To Sargon, Corbyn is a friend of Hezbollah and Hamas, and to show how threatening the feminists and LGBTQ section of the Labour party he shows various radical feminists with T-shirts saying ‘White People Are Terrorists’ and a trans-activist with a baseball bat and the tattoo ‘Die Cis Scum’, referring to cis-gendered people – those who identify with their biological gender. The over-educated lower middle class people he sneers at are graduates of gender studies, who work in McDonalds, or have submitted to what he describes as ‘office serfdom’.

It’s very much a simplistic view, but there’s much truth in it as well as great deal of distortion. Let’s go through it.

The UKIP View of the North

Firstly, it represents very much the UKIP view of events. The academic study of UKIP, Revolt on the Right,  found that its members were poorly educated, working class people in the north. They had socially Conservative views, hated the European Union, resented immigration, particularly Black and Asian, and felt abandoned by the traditional parties. He is also right in identifying the change from working class representation to middle class representation with Blair’s leadership. Blair didn’t like the working class. He wanted to get the votes of the swing voters in marginal constituencies. As Sargon’s video acknowledges, he supported the neoliberalism that had devastated the northern economy and which made so many northerners hate the policy’s architect, Maggie Thatcher. Within the party, Blair sidelined working class organisations like the trade unions in favour of courting and recruiting business managers.

The Labour party was keen to represent Blacks and other ethnic minorities, women and gays due to its ideological commitment to equality. This policy became particularly important after Thatcher’s victory in 1979, when it appeared to some that the White working class had abandoned the party. I’ve also seen books published in the ’70s lamenting the right-ward movement within the Labour party due to its membership becoming increasingly middle class, so this trend actually predates Blair somewhat. However, it acquired a new importance under Blair because of the emphasis his administration place on BAME rights, feminism and gay rights. In my view, this was partly as an attempt to preserve some claim to radicalism and progressive values while abandoning socialism and the working class.

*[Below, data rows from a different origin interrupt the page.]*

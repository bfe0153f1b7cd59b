//! 定义了模拟器的可配置参数。
//! Defines configurable parameters for the simulator.

use crate::error::{Error, Result};
use std::time::Duration;
use tracing::warn;

/// A structure containing all configurable parameters for a simulator.
///
/// 包含模拟器所有可配置参数的结构体。
#[derive(Debug, Clone, PartialEq)]
pub struct Config {
    /// Parameters supplied by the user for each run.
    /// 用户为每次运行提供的参数。
    pub parameters: SimulationParameters,

    /// Window bounds and loss-response constants.
    /// 窗口边界和丢包响应常量。
    pub window: WindowConfig,

    /// Event log presentation parameters.
    /// 事件日志展示参数。
    pub events: EventConfig,

    /// Round driver parameters.
    /// 回合驱动器参数。
    pub driver: DriverConfig,
}

/// The externally supplied knobs of a run.
///
/// 外部提供的运行参数。
#[derive(Debug, Clone, PartialEq)]
pub struct SimulationParameters {
    /// The congestion window a fresh run starts with.
    /// 新运行的初始拥塞窗口。
    pub initial_cwnd: u32,
    /// The slow start threshold a fresh run starts with.
    /// 新运行的初始慢启动阈值。
    pub ssthresh: u32,
    /// Probability, in percent, that the packet of a round is lost.
    /// 每回合数据包丢失的概率（百分比）。
    pub packet_loss_rate: f64,
    /// The period of the continuous round driver.
    /// 连续回合驱动器的周期。
    pub rtt: Duration,
}

/// Window bounds and loss-response constants.
///
/// 窗口边界和丢包响应常量。
#[derive(Debug, Clone, PartialEq)]
pub struct WindowConfig {
    /// The floor cwnd is clamped to after every round.
    /// 每回合后 cwnd 的下限。
    pub min_cwnd: f64,
    /// The ceiling cwnd is clamped to after every round.
    /// 每回合后 cwnd 的上限。
    pub max_cwnd: f64,
    /// The floor of ssthresh after a halving.
    /// 减半后 ssthresh 的下限。
    pub min_ssthresh: u32,
    /// Segments added on top of ssthresh when entering fast recovery.
    /// 进入快速恢复时在 ssthresh 之上增加的段数。
    pub fast_recovery_inflation: u32,
}

/// Event log presentation parameters.
#[derive(Debug, Clone, PartialEq)]
pub struct EventConfig {
    /// How many of the most recent events a display shows.
    /// The log itself is never truncated.
    pub display_limit: usize,
}

/// Round driver parameters.
#[derive(Debug, Clone, PartialEq)]
pub struct DriverConfig {
    /// Capacity of the command channel of the simulator task.
    pub command_buffer: usize,
}

impl Config {
    /// Checks the window bounds first, then the parameters against them.
    ///
    /// 先检查窗口边界，再根据窗口边界检查参数。
    pub fn validate(&self) -> Result<()> {
        self.window.validate()?;
        self.parameters.validate(&self.window)
    }
}

impl WindowConfig {
    /// Checks that the bounds are finite and ordered, and that the ssthresh
    /// floor and the fast recovery inflation fit under the ceiling.
    ///
    /// 检查边界是否有限且有序，以及 ssthresh 下限和快速恢复膨胀值是否在上限之内。
    pub fn validate(&self) -> Result<()> {
        let result = self.check();
        if let Err(e) = &result {
            warn!(error = %e, "Rejected window configuration");
        }
        result
    }

    fn check(&self) -> Result<()> {
        if !self.min_cwnd.is_finite() || self.min_cwnd < 1.0 {
            return Err(Error::InvalidWindow("min_cwnd must be a finite value of at least 1"));
        }
        if !self.max_cwnd.is_finite() || self.max_cwnd < self.min_cwnd {
            return Err(Error::InvalidWindow("max_cwnd must be finite and not below min_cwnd"));
        }
        if self.min_ssthresh < 2 || f64::from(self.min_ssthresh) > self.max_cwnd {
            return Err(Error::InvalidWindow("min_ssthresh must be in [2, max_cwnd]"));
        }
        if f64::from(self.fast_recovery_inflation) > self.max_cwnd {
            return Err(Error::InvalidWindow("fast_recovery_inflation must not exceed max_cwnd"));
        }
        Ok(())
    }
}

impl SimulationParameters {
    /// Checks the parameters against the ranges the core accepts.
    ///
    /// Out-of-range values are rejected here rather than clamped inside the
    /// state machine.
    ///
    /// 根据核心接受的范围检查参数。超出范围的值在此被拒绝，而不是在状态机内部被截断。
    pub fn validate(&self, window: &WindowConfig) -> Result<()> {
        let result = self.check(window);
        if let Err(e) = &result {
            warn!(error = %e, "Rejected simulation parameters");
        }
        result
    }

    fn check(&self, window: &WindowConfig) -> Result<()> {
        if !self.packet_loss_rate.is_finite() || !(0.0..=100.0).contains(&self.packet_loss_rate) {
            return Err(Error::InvalidLossRate(self.packet_loss_rate));
        }
        if self.rtt.is_zero() {
            return Err(Error::InvalidRtt);
        }
        let cwnd = f64::from(self.initial_cwnd);
        if self.initial_cwnd == 0 || cwnd < window.min_cwnd || cwnd > window.max_cwnd {
            return Err(Error::InvalidInitialCwnd(self.initial_cwnd));
        }
        if self.ssthresh < window.min_ssthresh || f64::from(self.ssthresh) > window.max_cwnd {
            return Err(Error::InvalidSsthresh(self.ssthresh));
        }
        Ok(())
    }
}

impl Default for Config {
    fn default() -> Self {
        Self {
            parameters: SimulationParameters::default(),
            window: WindowConfig::default(),
            events: EventConfig::default(),
            driver: DriverConfig::default(),
        }
    }
}

impl Default for SimulationParameters {
    fn default() -> Self {
        Self {
            initial_cwnd: 2,
            ssthresh: 16,
            packet_loss_rate: 10.0,
            rtt: Duration::from_millis(50),
        }
    }
}

impl Default for WindowConfig {
    fn default() -> Self {
        Self {
            min_cwnd: 1.0,
            max_cwnd: 64.0,
            min_ssthresh: 2,
            fast_recovery_inflation: 3,
        }
    }
}

impl Default for EventConfig {
    fn default() -> Self {
        Self { display_limit: 20 }
    }
}

impl Default for DriverConfig {
    fn default() -> Self {
        Self { command_buffer: 128 }
    }
}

Sargon Doesn’t Understand Class and Communism

Sargon also doesn’t understand either what Communism is. He seems to believe in the rantings of the contemporary right that it’s all about identity politics and changing the traditional culture from above. That’s one form of Marxist politics coming from the ideas of the Italian Marxist Antonio Gramsci. But traditional, orthodox Marxism emphasised the importance of the working class and the class structure of society. Marx’s theory of Dialectical Materialism held that it was the economic base of society that defined ideology, not the other way around. Once the working class came into power and socialised the economy, the ideologies supported and created by capitalism would disappear. Gramsci’s ideas about changing ideology and culture became fashionable in left-wing circles because it was believed that the working class was actually in decline as society changed. Demographers noted that increasing numbers of people were becoming lower middle class. Hence the movement on the left towards that sector of society, rather than the traditional working class.

Corbyn More Politically Committed to Working Class

Yes, Corbyn also supported anti-racism, feminism and gay rights, but these had been key values of the left since the 1980s. I remember then how the Labour party and leading figures like Michael Foot and Ken Livingstone were vilified as Communists and Trotskyites, and how the party was caricatured as standing for Black lesbians. There were all those stories circulating in the Scum, for example, about how radical teachers in London schools had decided that ‘Baa Baa Black Sheep’ was racist, and insisted children sing ‘Baa Baa Green Sheep’ instead. Corbyn does come from a privileged background, but his views and the Labour manifesto are far more working class in the sense that they represent a return to traditional socialist economic policies than Blair’s. And certainly far more than Johnson’s and the Tories.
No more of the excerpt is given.